- WHAT THE TASK ASKS:
Your task is to find every line in the records that holds the string "Deserialize" and copy it.

- DATA RECORDS:

-*-

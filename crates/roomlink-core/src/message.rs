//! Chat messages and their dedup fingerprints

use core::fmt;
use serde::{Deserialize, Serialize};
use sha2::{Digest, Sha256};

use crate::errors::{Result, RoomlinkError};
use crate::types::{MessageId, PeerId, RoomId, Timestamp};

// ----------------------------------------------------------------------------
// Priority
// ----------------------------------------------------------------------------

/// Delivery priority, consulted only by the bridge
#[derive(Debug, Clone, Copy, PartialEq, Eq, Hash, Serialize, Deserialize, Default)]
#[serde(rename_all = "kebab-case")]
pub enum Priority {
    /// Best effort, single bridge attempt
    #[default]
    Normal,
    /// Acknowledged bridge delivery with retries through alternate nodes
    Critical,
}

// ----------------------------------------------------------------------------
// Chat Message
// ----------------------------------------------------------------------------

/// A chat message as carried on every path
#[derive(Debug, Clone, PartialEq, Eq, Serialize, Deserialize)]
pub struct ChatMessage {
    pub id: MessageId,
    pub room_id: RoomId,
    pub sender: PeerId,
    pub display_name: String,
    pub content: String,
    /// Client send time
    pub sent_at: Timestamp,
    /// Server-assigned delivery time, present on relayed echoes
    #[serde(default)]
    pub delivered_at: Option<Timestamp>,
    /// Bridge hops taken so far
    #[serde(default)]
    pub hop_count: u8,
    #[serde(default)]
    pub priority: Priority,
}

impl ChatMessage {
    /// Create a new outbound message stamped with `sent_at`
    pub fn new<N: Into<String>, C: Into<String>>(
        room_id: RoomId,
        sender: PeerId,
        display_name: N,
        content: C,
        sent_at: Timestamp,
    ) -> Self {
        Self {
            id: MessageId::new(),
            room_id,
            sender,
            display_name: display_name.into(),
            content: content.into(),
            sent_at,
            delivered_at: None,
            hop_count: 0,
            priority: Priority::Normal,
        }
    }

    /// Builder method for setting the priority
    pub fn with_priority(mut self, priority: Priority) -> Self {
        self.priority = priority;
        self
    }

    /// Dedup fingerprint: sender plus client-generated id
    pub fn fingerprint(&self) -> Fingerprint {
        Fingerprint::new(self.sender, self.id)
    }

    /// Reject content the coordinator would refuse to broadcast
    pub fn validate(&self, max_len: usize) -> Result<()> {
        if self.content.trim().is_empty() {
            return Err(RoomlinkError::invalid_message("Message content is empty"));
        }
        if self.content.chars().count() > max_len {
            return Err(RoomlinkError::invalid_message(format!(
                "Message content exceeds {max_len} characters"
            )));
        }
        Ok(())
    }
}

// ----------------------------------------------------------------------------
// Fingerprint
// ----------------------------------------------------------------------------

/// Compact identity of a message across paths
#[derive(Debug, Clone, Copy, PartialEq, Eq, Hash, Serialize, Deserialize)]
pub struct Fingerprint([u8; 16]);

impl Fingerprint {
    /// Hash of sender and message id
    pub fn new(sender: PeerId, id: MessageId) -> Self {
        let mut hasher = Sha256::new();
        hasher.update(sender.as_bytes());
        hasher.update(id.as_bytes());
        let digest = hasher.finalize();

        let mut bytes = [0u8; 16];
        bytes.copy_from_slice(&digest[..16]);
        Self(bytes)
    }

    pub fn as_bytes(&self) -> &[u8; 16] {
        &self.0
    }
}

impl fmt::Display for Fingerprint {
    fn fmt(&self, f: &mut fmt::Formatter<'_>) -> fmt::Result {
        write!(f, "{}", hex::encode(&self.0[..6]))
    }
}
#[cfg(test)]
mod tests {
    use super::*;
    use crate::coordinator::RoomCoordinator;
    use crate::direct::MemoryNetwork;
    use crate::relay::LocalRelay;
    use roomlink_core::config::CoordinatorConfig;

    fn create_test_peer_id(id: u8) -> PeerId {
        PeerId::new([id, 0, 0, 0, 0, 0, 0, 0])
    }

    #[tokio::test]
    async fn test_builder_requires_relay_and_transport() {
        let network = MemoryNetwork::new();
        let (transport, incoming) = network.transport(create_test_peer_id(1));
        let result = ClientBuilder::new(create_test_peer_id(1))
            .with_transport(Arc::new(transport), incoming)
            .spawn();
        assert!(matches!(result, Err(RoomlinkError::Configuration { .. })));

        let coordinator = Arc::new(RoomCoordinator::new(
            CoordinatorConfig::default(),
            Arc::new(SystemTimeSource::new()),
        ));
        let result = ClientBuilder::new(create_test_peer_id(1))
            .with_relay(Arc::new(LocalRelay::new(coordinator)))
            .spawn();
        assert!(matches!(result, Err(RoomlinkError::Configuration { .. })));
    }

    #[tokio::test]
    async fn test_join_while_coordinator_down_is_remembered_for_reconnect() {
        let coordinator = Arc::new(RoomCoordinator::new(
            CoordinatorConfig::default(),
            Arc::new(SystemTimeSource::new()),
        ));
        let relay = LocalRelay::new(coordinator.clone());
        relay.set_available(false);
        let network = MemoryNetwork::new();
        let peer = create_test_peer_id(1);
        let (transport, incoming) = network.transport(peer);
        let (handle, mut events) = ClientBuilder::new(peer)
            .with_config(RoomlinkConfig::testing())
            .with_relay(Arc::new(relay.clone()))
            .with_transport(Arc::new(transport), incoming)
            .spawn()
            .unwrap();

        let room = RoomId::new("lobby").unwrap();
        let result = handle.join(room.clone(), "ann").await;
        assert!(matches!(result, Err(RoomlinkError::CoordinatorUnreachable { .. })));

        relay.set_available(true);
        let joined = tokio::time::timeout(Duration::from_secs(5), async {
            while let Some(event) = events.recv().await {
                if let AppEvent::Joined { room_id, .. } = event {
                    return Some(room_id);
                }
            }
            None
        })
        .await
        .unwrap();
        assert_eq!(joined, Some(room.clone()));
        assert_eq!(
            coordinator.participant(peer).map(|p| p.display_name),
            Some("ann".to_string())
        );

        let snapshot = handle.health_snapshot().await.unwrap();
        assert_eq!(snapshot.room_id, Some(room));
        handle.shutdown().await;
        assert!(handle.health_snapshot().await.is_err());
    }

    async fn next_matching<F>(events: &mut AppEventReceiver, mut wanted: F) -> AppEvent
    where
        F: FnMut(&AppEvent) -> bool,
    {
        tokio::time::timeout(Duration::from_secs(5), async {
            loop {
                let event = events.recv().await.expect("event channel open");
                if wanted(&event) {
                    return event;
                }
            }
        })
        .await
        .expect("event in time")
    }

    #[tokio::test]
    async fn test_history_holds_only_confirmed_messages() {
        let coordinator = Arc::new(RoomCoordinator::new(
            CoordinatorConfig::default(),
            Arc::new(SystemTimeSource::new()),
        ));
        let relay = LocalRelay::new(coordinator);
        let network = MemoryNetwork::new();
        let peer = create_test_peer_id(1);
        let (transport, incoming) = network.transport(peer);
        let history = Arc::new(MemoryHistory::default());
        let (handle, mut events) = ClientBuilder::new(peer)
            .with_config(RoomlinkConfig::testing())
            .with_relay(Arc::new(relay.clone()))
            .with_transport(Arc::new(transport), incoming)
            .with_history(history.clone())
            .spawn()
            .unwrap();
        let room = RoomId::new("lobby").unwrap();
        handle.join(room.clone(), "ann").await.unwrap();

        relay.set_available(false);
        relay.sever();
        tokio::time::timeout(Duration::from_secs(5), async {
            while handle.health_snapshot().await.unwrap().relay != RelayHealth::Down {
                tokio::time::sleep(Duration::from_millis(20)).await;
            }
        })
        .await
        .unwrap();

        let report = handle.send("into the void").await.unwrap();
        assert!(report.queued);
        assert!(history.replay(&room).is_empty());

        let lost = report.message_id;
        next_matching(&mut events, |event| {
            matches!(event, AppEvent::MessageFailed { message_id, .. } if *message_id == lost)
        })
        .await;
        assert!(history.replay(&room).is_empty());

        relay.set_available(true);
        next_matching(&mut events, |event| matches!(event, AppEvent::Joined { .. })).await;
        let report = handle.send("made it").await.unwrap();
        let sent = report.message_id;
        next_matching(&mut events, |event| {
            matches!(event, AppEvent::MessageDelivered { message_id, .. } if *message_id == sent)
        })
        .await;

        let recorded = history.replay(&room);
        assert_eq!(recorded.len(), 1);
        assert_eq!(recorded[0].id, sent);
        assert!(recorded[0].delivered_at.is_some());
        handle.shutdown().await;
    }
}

-*-

- ANSWER SPACE:
use serde::{Deserialize, Serialize};
#[derive(Debug, Clone, Copy, PartialEq, Eq, Hash, Serialize, Deserialize, Default)]
#[derive(Debug, Clone, PartialEq, Eq, Serialize, Deserialize)]
#[derive(Debug, Clone, Copy, PartialEq, Eq, Hash, Serialize, Deserialize)]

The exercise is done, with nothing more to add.